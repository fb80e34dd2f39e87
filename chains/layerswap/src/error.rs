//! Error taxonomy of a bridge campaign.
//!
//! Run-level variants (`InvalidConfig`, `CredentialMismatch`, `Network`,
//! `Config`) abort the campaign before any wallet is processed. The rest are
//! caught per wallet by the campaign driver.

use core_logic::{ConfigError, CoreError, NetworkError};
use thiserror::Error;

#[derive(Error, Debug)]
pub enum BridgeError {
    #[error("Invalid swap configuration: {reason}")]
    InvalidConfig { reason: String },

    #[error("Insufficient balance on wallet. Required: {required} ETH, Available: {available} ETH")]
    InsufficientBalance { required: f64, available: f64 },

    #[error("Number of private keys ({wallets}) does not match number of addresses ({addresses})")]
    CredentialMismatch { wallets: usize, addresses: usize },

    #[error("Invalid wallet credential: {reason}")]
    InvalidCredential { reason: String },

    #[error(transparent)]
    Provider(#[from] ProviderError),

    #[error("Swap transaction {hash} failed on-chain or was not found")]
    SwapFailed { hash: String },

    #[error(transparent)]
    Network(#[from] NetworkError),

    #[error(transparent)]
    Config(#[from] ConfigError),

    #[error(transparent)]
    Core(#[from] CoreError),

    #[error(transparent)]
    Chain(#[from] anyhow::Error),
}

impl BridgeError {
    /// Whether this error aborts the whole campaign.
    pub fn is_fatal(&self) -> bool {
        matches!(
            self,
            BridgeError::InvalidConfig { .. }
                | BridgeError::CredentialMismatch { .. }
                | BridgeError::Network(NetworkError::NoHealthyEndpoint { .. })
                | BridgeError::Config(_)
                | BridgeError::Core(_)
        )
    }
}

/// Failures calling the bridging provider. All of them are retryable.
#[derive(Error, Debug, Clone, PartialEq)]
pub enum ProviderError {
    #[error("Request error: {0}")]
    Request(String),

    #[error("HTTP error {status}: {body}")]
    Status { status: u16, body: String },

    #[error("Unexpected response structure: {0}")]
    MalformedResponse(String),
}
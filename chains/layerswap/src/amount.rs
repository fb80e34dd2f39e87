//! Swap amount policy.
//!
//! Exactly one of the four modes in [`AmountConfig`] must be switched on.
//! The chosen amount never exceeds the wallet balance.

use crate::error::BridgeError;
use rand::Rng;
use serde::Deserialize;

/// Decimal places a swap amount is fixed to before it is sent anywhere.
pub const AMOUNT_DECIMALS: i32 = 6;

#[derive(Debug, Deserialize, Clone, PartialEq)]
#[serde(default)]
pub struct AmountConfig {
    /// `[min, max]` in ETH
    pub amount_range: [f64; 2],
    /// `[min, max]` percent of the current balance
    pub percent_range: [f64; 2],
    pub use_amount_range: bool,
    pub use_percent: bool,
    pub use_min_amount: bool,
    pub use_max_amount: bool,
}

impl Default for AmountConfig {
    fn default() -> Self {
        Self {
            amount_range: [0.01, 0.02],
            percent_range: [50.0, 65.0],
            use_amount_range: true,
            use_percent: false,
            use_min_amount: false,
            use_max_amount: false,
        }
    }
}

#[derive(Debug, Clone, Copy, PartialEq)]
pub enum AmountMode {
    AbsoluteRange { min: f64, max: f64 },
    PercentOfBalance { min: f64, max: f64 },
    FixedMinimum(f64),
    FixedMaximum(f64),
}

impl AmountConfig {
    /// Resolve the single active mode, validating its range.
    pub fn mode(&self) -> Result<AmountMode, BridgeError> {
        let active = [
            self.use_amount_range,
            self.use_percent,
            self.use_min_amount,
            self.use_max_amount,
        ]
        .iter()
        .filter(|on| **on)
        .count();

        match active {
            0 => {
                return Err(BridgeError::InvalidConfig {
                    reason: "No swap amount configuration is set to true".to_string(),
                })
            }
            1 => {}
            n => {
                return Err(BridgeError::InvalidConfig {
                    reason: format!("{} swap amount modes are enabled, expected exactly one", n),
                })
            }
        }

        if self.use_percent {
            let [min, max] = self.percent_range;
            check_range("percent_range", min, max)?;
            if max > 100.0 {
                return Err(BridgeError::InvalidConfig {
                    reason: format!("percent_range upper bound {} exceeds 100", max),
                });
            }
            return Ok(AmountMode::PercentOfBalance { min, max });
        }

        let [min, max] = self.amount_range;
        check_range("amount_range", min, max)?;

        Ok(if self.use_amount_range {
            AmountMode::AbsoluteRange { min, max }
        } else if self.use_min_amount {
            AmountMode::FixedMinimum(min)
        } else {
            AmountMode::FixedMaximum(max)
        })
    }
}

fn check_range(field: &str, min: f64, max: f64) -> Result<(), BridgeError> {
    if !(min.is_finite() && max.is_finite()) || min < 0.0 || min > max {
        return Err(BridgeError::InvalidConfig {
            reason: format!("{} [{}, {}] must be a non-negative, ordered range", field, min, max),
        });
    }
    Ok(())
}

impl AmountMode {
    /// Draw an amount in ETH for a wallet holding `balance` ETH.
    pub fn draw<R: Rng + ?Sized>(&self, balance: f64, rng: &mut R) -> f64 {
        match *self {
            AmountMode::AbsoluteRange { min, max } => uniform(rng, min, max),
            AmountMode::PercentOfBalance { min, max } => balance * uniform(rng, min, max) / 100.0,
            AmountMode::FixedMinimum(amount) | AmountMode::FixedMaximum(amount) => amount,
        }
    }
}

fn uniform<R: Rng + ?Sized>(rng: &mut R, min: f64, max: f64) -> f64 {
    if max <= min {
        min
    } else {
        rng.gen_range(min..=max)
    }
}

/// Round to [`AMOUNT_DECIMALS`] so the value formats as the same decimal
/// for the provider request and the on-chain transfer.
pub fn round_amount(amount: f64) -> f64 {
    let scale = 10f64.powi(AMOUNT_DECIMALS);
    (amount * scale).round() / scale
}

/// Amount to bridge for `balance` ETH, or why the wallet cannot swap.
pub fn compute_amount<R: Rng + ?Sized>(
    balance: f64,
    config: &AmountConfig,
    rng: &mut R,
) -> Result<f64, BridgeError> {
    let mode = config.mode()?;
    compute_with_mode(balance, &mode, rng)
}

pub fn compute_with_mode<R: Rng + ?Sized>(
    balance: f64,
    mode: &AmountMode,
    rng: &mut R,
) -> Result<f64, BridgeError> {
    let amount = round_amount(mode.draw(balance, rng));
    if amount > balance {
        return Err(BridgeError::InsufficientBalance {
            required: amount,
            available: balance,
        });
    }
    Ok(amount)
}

▸ **Required action**: Every line of the data above should be reproduced word for word.

▸ **Result**:
repository fb80e34dd2f39e87
filename chains/layerswap/src/error.rs
//! Error taxonomy of a bridge campaign.
//!
//! Run-level variants (`InvalidConfig`, `CredentialMismatch`, `Network`,
//! `Config`) abort the campaign before any wallet is processed. The rest are
//! caught per wallet by the campaign driver.

use core_logic::{ConfigError, CoreError, NetworkError};
use thiserror::Error;

#[derive(Error, Debug)]
pub enum BridgeError {
    #[error("Invalid swap configuration: {reason}")]
    InvalidConfig { reason: String },

    #[error("Insufficient balance on wallet. Required: {required} ETH, Available: {available} ETH")]
    InsufficientBalance { required: f64, available: f64 },

    #[error("Number of private keys ({wallets}) does not match number of addresses ({addresses})")]
    CredentialMismatch { wallets: usize, addresses: usize },

    #[error("Invalid wallet credential: {reason}")]
    InvalidCredential { reason: String },

    #[error(transparent)]
    Provider(#[from] ProviderError),

    #[error("Swap transaction {hash} failed on-chain or was not found")]
    SwapFailed { hash: String },

    #[error(transparent)]
    Network(#[from] NetworkError),

    #[error(transparent)]
    Config(#[from] ConfigError),

    #[error(transparent)]
    Core(#[from] CoreError),

    #[error(transparent)]
    Chain(#[from] anyhow::Error),
}

impl BridgeError {
    /// Whether this error aborts the whole campaign.
    pub fn is_fatal(&self) -> bool {
        matches!(
            self,
            BridgeError::InvalidConfig { .. }
                | BridgeError::CredentialMismatch { .. }
                | BridgeError::Network(NetworkError::NoHealthyEndpoint { .. })
                | BridgeError::Config(_)
                | BridgeError::Core(_)
        )
    }
}

/// Failures calling the bridging provider. All of them are retryable.
#[derive(Error, Debug, Clone, PartialEq)]
pub enum ProviderError {
    #[error("Request error: {0}")]
    Request(String),

    #[error("HTTP error {status}: {body}")]
    Status { status: u16, body: String },

    #[error("Unexpected response structure: {0}")]
    MalformedResponse(String),
}
filename chains/layerswap/src/amount.rs
repository fb80e34dd2f39e87
//! Swap amount policy.
//!
//! Exactly one of the four modes in [`AmountConfig`] must be switched on.
//! The chosen amount never exceeds the wallet balance.

use crate::error::BridgeError;
use rand::Rng;
use serde::Deserialize;

/// Decimal places a swap amount is fixed to before it is sent anywhere.
pub const AMOUNT_DECIMALS: i32 = 6;

#[derive(Debug, Deserialize, Clone, PartialEq)]
#[serde(default)]
pub struct AmountConfig {
    /// `[min, max]` in ETH
    pub amount_range: [f64; 2],
    /// `[min, max]` percent of the current balance
    pub percent_range: [f64; 2],
    pub use_amount_range: bool,
    pub use_percent: bool,
    pub use_min_amount: bool,
    pub use_max_amount: bool,
}

impl Default for AmountConfig {
    fn default() -> Self {
        Self {
            amount_range: [0.01, 0.02],
            percent_range: [50.0, 65.0],
            use_amount_range: true,
            use_percent: false,
            use_min_amount: false,
            use_max_amount: false,
        }
    }
}

#[derive(Debug, Clone, Copy, PartialEq)]
pub enum AmountMode {
    AbsoluteRange { min: f64, max: f64 },
    PercentOfBalance { min: f64, max: f64 },
    FixedMinimum(f64),
    FixedMaximum(f64),
}

impl AmountConfig {
    /// Resolve the single active mode, validating its range.
    pub fn mode(&self) -> Result<AmountMode, BridgeError> {
        let active = [
            self.use_amount_range,
            self.use_percent,
            self.use_min_amount,
            self.use_max_amount,
        ]
        .iter()
        .filter(|on| **on)
        .count();

        match active {
            0 => {
                return Err(BridgeError::InvalidConfig {
                    reason: "No swap amount configuration is set to true".to_string(),
                })
            }
            1 => {}
            n => {
                return Err(BridgeError::InvalidConfig {
                    reason: format!("{} swap amount modes are enabled, expected exactly one", n),
                })
            }
        }

        if self.use_percent {
            let [min, max] = self.percent_range;
            check_range("percent_range", min, max)?;
            if max > 100.0 {
                return Err(BridgeError::InvalidConfig {
                    reason: format!("percent_range upper bound {} exceeds 100", max),
                });
            }
            return Ok(AmountMode::PercentOfBalance { min, max });
        }

        let [min, max] = self.amount_range;
        check_range("amount_range", min, max)?;

        Ok(if self.use_amount_range {
            AmountMode::AbsoluteRange { min, max }
        } else if self.use_min_amount {
            AmountMode::FixedMinimum(min)
        } else {
            AmountMode::FixedMaximum(max)
        })
    }
}

fn check_range(field: &str, min: f64, max: f64) -> Result<(), BridgeError> {
    if !(min.is_finite() && max.is_finite()) || min < 0.0 || min > max {
        return Err(BridgeError::InvalidConfig {
            reason: format!("{} [{}, {}] must be a non-negative, ordered range", field, min, max),
        });
    }
    Ok(())
}

impl AmountMode {
    /// Draw an amount in ETH for a wallet holding `balance` ETH.
    pub fn draw<R: Rng + ?Sized>(&self, balance: f64, rng: &mut R) -> f64 {
        match *self {
            AmountMode::AbsoluteRange { min, max } => uniform(rng, min, max),
            AmountMode::PercentOfBalance { min, max } => balance * uniform(rng, min, max) / 100.0,
            AmountMode::FixedMinimum(amount) | AmountMode::FixedMaximum(amount) => amount,
        }
    }
}

fn uniform<R: Rng + ?Sized>(rng: &mut R, min: f64, max: f64) -> f64 {
    if max <= min {
        min
    } else {
        rng.gen_range(min..=max)
    }
}

/// Round to [`AMOUNT_DECIMALS`] so the value formats as the same decimal
/// for the provider request and the on-chain transfer.
pub fn round_amount(amount: f64) -> f64 {
    let scale = 10f64.powi(AMOUNT_DECIMALS);
    (amount * scale).round() / scale
}

/// Amount to bridge for `balance` ETH, or why the wallet cannot swap.
pub fn compute_amount<R: Rng + ?Sized>(
    balance: f64,
    config: &AmountConfig,
    rng: &mut R,
) -> Result<f64, BridgeError> {
    let mode = config.mode()?;
    compute_with_mode(balance, &mode, rng)
}

pub fn compute_with_mode<R: Rng + ?Sized>(
    balance: f64,
    mode: &AmountMode,
    rng: &mut R,
) -> Result<f64, BridgeError> {
    let amount = round_amount(mode.draw(balance, rng));
    if amount > balance {
        return Err(BridgeError::InsufficientBalance {
            required: amount,
            available: balance,
        });
    }
    Ok(amount)
}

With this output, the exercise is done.